When it comes to our children, I wonder how it would affect them if we dared to be a little different and actually challenge some of our own personal social media use. If we decide we want to cut back or cut it out altogether, we then benefit from more time with our children and the ability to be present in the moment with them, rather than mindlessly scrolling through endless refreshable feeds.  

But I propose that there is a deeper layer to the potential benefits of scaling back our social media use that could have even more lasting effects for our children.  

We can teach them that our fulfillment isn’t based on having picture-perfect moments. We can show them that life isn’t about social approval. We can model for them that life can be experienced without always having to document it for others. We can help them understand they can choose whether to have social media be part of how they relate to the world or not.  

Here are some practical tips that might help limit your own social media use: 

  • Only use your social media on a desktop
  • Take a month break from all social media 
  • Make it a point to call or text a friend rather than simply liking a post

We can easily list the positives of social media use. And there are many. But on the other hand, I don’t think we always take the time to reflect on the potential positives of limiting social media.  

We can take this thought experiment one step further and reflect on some of the benefits of having our school-aged children not use social media.  

These might include: 

  • Increased ability to focus on schoolwork
  • Increased ability to tune out distractions 
  • Decreased cell phone addiction
  • Decreased temptation to constantly compare one’s self to others 
  • Decreased exposure to cyber bullying

Imagine all the things that upset us about our own smartphone and social media use. The constant pull to check our phones and feeds. That frustrating feeling of having spent too much time online. Now think about helping our children avoid some of those things rather than ushering them into a situation where they don’t even realize they have a choice in the matter!  

As we gather more and more data on the effects of social media on young people’s brains, there may be even more evidence for why they should avoid or limit this technology until they are older.  

As with most things related to parenting, we teach better by example.
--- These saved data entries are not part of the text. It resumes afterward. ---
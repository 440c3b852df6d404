//! Read-only lookups over a built [`IndexBundle`].
//!
//! Every lookup returns a typed [`Error`] for missing keys so callers can tell
//! "unknown term", "stopword", "not in this document" and "no such document"
//! apart. Nothing here formats text for users.

use crate::bundle::IndexBundle;
use crate::error::{Error, Result};
use crate::tokenizer::Span;
use crate::DocId;
use serde::Serialize;

#[derive(Debug, Clone, PartialEq, Eq, Serialize)]
pub struct DocumentOccurrence {
    pub doc: DocId,
    pub frequency: u32,
    pub positions: Vec<Span>,
}

/// Everything known about one indexed term.
#[derive(Debug, Clone, PartialEq, Eq, Serialize)]
pub struct TermReport {
    pub term: String,
    pub documents: Vec<DocId>,
    pub occurrences: Vec<DocumentOccurrence>,
}

#[derive(Debug, Clone, PartialEq, Eq, Serialize)]
pub struct IndexEntry {
    pub term: String,
    pub documents: Vec<DocId>,
}

/// Inverted-index entries, plus requested terms that have no entry.
#[derive(Debug, Clone, Default, PartialEq, Eq, Serialize)]
pub struct IndexListing {
    pub entries: Vec<IndexEntry>,
    pub missing: Vec<String>,
}

#[derive(Debug, Clone, Copy)]
pub struct QueryService<'a> {
    bundle: &'a IndexBundle,
}

impl<'a> QueryService<'a> {
    pub fn new(bundle: &'a IndexBundle) -> Self {
        Self { bundle }
    }

    /// Inverted-index entry for `term`. Stopwords fail even when they occur in documents.
    pub fn documents_containing(&self, term: &str) -> Result<&'a [DocId]> {
        if let Some(docs) = self.bundle.inverted().get(term) {
            return Ok(docs);
        }
        if self.bundle.dictionary().contains(term) && self.bundle.stopwords().matches(term) {
            Err(Error::StopwordExcluded(term.to_string()))
        } else {
            Err(Error::TermNotFound(term.to_string()))
        }
    }

    pub fn frequency_of(&self, term: &str, doc: DocId) -> Result<u32> {
        let table = &self.bundle.frequencies()[self.document_slot(doc)?];
        let id = self.bundle.dictionary().id_of(term).ok_or_else(|| Error::TermNotFound(term.to_string()))?;
        table.get(id).ok_or_else(|| Error::TermNotInDocument { term: term.to_string(), doc })
    }

    pub fn positions_of(&self, term: &str, doc: DocId) -> Result<&'a [Span]> {
        let positions = &self.bundle.positions()[self.document_slot(doc)?];
        if !self.bundle.dictionary().contains(term) {
            return Err(Error::TermNotFound(term.to_string()));
        }
        positions.get(term).ok_or_else(|| Error::TermNotInDocument { term: term.to_string(), doc })
    }

    /// Document list, then frequency and positions per document. All or nothing.
    pub fn describe_term(&self, term: &str) -> Result<TermReport> {
        let documents = self.documents_containing(term)?;
        let occurrences = documents
            .iter()
            .map(|&doc| {
                Ok(DocumentOccurrence {
                    doc,
                    frequency: self.frequency_of(term, doc)?,
                    positions: self.positions_of(term, doc)?.to_vec(),
                })
            })
            .collect::<Result<Vec<_>>>()?;
        Ok(TermReport { term: term.to_string(), documents: documents.to_vec(), occurrences })
    }

    /// The whole inverted index in dictionary order.
    pub fn listing(&self) -> IndexListing {
        let entries = self
            .bundle
            .inverted()
            .iter()
            .map(|(term, docs)| IndexEntry { term: term.to_string(), documents: docs.to_vec() })
            .collect();
        IndexListing { entries, missing: Vec::new() }
    }

    /// Entries for `terms` in the given order; terms without an entry go to `missing`.
    pub fn listing_for<S: AsRef<str>>(&self, terms: &[S]) -> IndexListing {
        let mut listing = IndexListing::default();
        for term in terms {
            let term = term.as_ref();
            match self.bundle.inverted().get(term) {
                Some(docs) => listing.entries.push(IndexEntry { term: term.to_string(), documents: docs.to_vec() }),
                None => listing.missing.push(term.to_string()),
            }
        }
        listing
    }

    fn document_slot(&self, doc: DocId) -> Result<usize> {
        let len = self.bundle.num_documents();
        let slot = doc as usize;
        if slot < len {
            Ok(slot)
        } else {
            Err(Error::DocumentOutOfRange { doc, len })
        }
    }
}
Consider re-evaluating your own social media use so that you can teach your children to critically evaluate its presence and purpose in their own lives rather than accepting it without question.  

Don’t let the fear of missing out keep you and your children from the benefits of daring to be a little different.  

Ashley Albert, MD is a radiation oncology resident at the University of Mississippi Medical Center. She is also a writer, wife, and mother to three children who constantly teach her life lessons through their natural curiosity and sense of adventure.